Em 18 de Fevereiro de 1982, Francisco Sousa Tavares (deputado do PSD) insurgiu-se com o PCP, usando "do direito de defesa, uma vez que fui atacado pessoalmente, aliás como é costume", e salientava que os comunistas usavam "permanentemente uma linguagem de ofensa e de ataque pessoal inadmissível nesta Câmara". E prosseguia: "é muito mais ofensivo as expressões que usam e as indirectas do que mandar à merda uma pessoa. Isso não ofende ninguém, pois é uma expressão à antiga portuguesa de uma pessoa que está aborrecida".

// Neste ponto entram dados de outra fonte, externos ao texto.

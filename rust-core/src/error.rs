use crate::config::ConfigError;
use crate::gate::GateRejected;
use crate::ledger::LedgerError;
use crate::pipeline::PipelineStageError;
use crate::replay::ReplayIntegrityError;
use crate::storage::StorageError;
use crate::store::StoreError;
use crate::transition::TransitionError;
use thiserror::Error;

/// Everything the kernel facade can return.
///
/// Transition, store, gate, pipeline and lock errors are recoverable: the
/// caller's draft is still open and live state is unchanged. Ledger and
/// replay integrity failures are fatal and latch the kernel into a halted
/// state until an operator intervenes.
#[derive(Debug, Error)]
pub enum KernelError {
    #[error(transparent)]
    Transition(#[from] TransitionError),
    #[error(transparent)]
    Store(#[from] StoreError),
    #[error(transparent)]
    Gate(#[from] GateRejected),
    #[error(transparent)]
    Pipeline(#[from] PipelineStageError),
    #[error(transparent)]
    Ledger(#[from] LedgerError),
    #[error(transparent)]
    Replay(#[from] ReplayIntegrityError),
    #[error("draft for session {session} has no operations to commit")]
    EmptyCommit { session: String },
    #[error("another commit is in flight")]
    ConcurrentCommitConflict,
    #[error("gave up waiting for the commit lock after {waited_ms} ms")]
    CommitTimeout { waited_ms: u64 },
    #[error("kernel halted: {reason}")]
    Halted { reason: String },
    #[error(transparent)]
    Storage(#[from] StorageError),
    #[error(transparent)]
    Config(#[from] ConfigError),
}

impl KernelError {
    pub fn is_fatal(&self) -> bool {
        match self {
            KernelError::Ledger(e) => e.is_integrity_fault(),
            KernelError::Replay(e) => e.is_integrity_fault(),
            KernelError::Halted { .. } => true,
            _ => false,
        }
    }

    /// Stable machine-readable tag.
    pub fn kind(&self) -> &'static str {
        match self {
            KernelError::Transition(_) | KernelError::Store(StoreError::Transition(_)) => {
                "transition_error"
            }
            KernelError::Store(StoreError::AlreadyDrafting { .. }) => "already_drafting",
            KernelError::Store(StoreError::UnknownDraft { .. }) => "unknown_draft",
            KernelError::Store(StoreError::InvalidSession) => "invalid_session",
            KernelError::Store(StoreError::TooManyDrafts { .. })
            | KernelError::Store(StoreError::DraftLimitExceeded { .. }) => "draft_limit",
            KernelError::Store(StoreError::HoldNotSatisfied { .. }) => "hold_not_satisfied",
            KernelError::Gate(_) => "gate_rejected",
            KernelError::EmptyCommit { .. } => "empty_commit",
            KernelError::Pipeline(_) => "pipeline_stage_error",
            KernelError::Ledger(LedgerError::RangeOutOfBounds { .. })
            | KernelError::Replay(ReplayIntegrityError::Range(_)) => "bad_range",
            KernelError::Ledger(_) => "hash_mismatch",
            KernelError::Replay(_) => "replay_integrity_error",
            KernelError::ConcurrentCommitConflict => "concurrent_commit_conflict",
            KernelError::CommitTimeout { .. } => "commit_timeout",
            KernelError::Halted { .. } => "halted",
            KernelError::Storage(_) => "storage_error",
            KernelError::Config(_) => "config_error",
        }
    }
}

No seguimento desta disputa, António Lopes Cardoso, líder da União da Esquerda para a Democracia Socialista (UEDS), questionou a mesa da AR sobre os "critérios", que deviam ser "objectivos da opinião pública. É o peso, pejorativo ou não, que em termos de opinião pública tem a linguagem usada que devem ser os critérios da Mesa e não a interpretação de que cada um se socorre, ou seja, se badameco é mais ou menos insultuoso do que anticomunista primário ou se mandar à merda é mais ou menos insultuoso do que dizer 'vá àquela parte'". Em resumo, não sabendo desses critérios de liderança parlamentar, "cada um de nós usará os seus critérios, e não sei onde é que chegaríamos", defendeu Lopes Cardoso.
A disputa verbal entre Sousa Tavares e o PCP não era nova. Antes, a 6 de Janeiro desse mesmo ano de 1982, o então deputado comunista Jerónimo de Sousa atirava ao deputado do PSD que "a sua voz grossa não me impressiona e, para o acalmar, devo dizer-lhe que sou capaz de falar mais grosso do que o senhor". Após os aplausos da bancada do PCP, Sousa Tavares responde: "Idiota!"
Após explicar o seu passado fabril e parlamentar, o actual secretário-geral do PCP mandou então calar o deputado do PSD, por "mandar 'bocas'" e "ofender esta Assembleia", ao que Sousa Tavares respondeu: "Olhe, vá à merda! Idiota! Mandrião! Vá trabalhar, que foi aquilo que nunca fez na vida! Calaceiro!". Sousa Tavares aparenta liderar o uso da palavra merda na Assembleia da República, qualquer que fosse a situação parlamentar. A 18 de Janeiro de 1980, na discussão final do Programa do Governo, questionava como "cada português trabalhador pagava 30 000$ para a 'merda' - desculpem-me a expressão - dos seguros sociais que nós temos".
Mas o primeiro, em democracia, a usá-la deve ter sido Américo Duarte, da UDP. Em Novembro de 1975, ficou registado no então Diário da Assembleia Constituinte que, "se há alguma coisa de inovador, é vermos um primeiro ministro mandar à merda dezenas e dezenas de milhares de trabalhadores". Referia-se a Pinheiro de Azevedo, primeiro-ministro do VI governo provisório (e último), que tomara posse em Setembro desse ano.